Yesterday I blogged about my visit to Zama Zama, an informal settlement close to Pretoria. One thing that struck me as I walked around, my huge camera slung over my shoulder, was just how different this world was to the one I left a month ago.

There are the obvious things of course: the poverty, dirt roads, shacks for homes … and the smiling faces. If you read the post yesterday, I’m sure that was one thing that struck you too. (Not that I’m saying people in Canuckistan never smiled, mind you!)

Here, as I stopped to chat to people on the road or outside their shacks I was only met with openness and friendliness.

In Canuckistan I got used to being met with distrust whenever I shot in public places. In fact, not only did someone ask suspiciously on the town’s community Facebook page who I was, and why I was taking photos around town, but another woman, who had given me permission to shoot and blog pics of her kids at a lake, called the police on me when she changed her mind.
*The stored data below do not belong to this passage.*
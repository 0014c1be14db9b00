//! The logging boundary.
//!
//! The orchestrator reports each attempt and outcome as a [`LogRecord`] to a
//! [`RequestLogger`]. Logging is fire-and-forget: loggers return nothing and
//! cannot influence the run.

use serde::Serialize;

use crate::clients::errors::ErrorKind;

/// Where in a run a record was produced.
#[derive(Clone, Copy, Debug, PartialEq, Eq, Serialize)]
#[serde(rename_all = "snake_case")]
pub enum LogPhase {
    /// Request validation.
    Validation,
    /// A transport attempt.
    Attempt,
    /// The wait before a retry.
    Retry,
    /// The end of the run.
    Complete,
}

/// What happened in the phase.
#[derive(Clone, Copy, Debug, PartialEq, Eq, Serialize)]
#[serde(rename_all = "snake_case")]
pub enum LogOutcome {
    /// The phase started.
    Started,
    /// The phase succeeded.
    Succeeded,
    /// The phase failed and another attempt follows.
    Retrying,
    /// The phase failed for good.
    Failed,
    /// The run was aborted.
    Aborted,
}

/// A structured record of one step of a request run.
#[derive(Clone, Debug, PartialEq, Eq, Serialize)]
pub struct LogRecord {
    /// The phase the record belongs to.
    pub phase: LogPhase,
    /// The 1-based attempt number, 0 before the first attempt.
    pub attempt: u32,
    /// What happened.
    pub outcome: LogOutcome,
    /// The error kind, for failures.
    #[serde(skip_serializing_if = "Option::is_none")]
    pub error_kind: Option<ErrorKind>,
}

impl LogRecord {
    /// Creates a record without an error kind.
    #[must_use]
    pub const fn new(phase: LogPhase, attempt: u32, outcome: LogOutcome) -> Self {
        Self {
            phase,
            attempt,
            outcome,
            error_kind: None,
        }
    }

    /// Attaches the error kind.
    #[must_use]
    pub const fn with_error_kind(mut self, kind: ErrorKind) -> Self {
        self.error_kind = Some(kind);
        self
    }
}

/// Receives structured records of request runs.
pub trait RequestLogger: Send + Sync {
    /// Handles a record.
    fn log(&self, record: &LogRecord);
}

/// Emits records as `tracing` events.
///
/// Progress is logged at `debug`, retries at `warn` and terminal failures at
/// `error`.
#[derive(Clone, Copy, Debug, Default)]
pub struct TracingLogger;

impl RequestLogger for TracingLogger {
    fn log(&self, record: &LogRecord) {
        let error_kind = record.error_kind.map(|kind| kind.as_str());
        match record.outcome {
            LogOutcome::Retrying => tracing::warn!(
                phase = ?record.phase,
                attempt = record.attempt,
                error_kind,
                "request attempt failed, retrying"
            ),
            LogOutcome::Failed => tracing::error!(
                phase = ?record.phase,
                attempt = record.attempt,
                error_kind,
                "request failed"
            ),
            LogOutcome::Started | LogOutcome::Succeeded | LogOutcome::Aborted => tracing::debug!(
                phase = ?record.phase,
                attempt = record.attempt,
                outcome = ?record.outcome,
                error_kind,
                "request progress"
            ),
        }
    }
}

/// Discards every record.
#[derive(Clone, Copy, Debug, Default)]
pub struct NoopLogger;

impl RequestLogger for NoopLogger {
    fn log(&self, _record: &LogRecord) {}
}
Awkward!

In this dusty squatter camp, I asked a few people if I could take their photos and was met, almost uniformly, with the same answer: “We don’t have money.”

I replied as I always do when shooting in Africa and Madagascar: “I’m really sorry, I’d love to but can’t pay you for the photos.”

“No, WE don’t have money to pay YOU,” they answered in all seriousness.

Of course, once I’d explained that I definitely didn’t want anything from them, they were delighted to pose, only too honoured to be my special models.

I love it. This is Africa. Nothing is as it seems.

I think I’ll print off a few of the pics and take them hard copies next time I go out to work with the kids. They can stick them on their mantlepieces. Well, if they had mantlepieces!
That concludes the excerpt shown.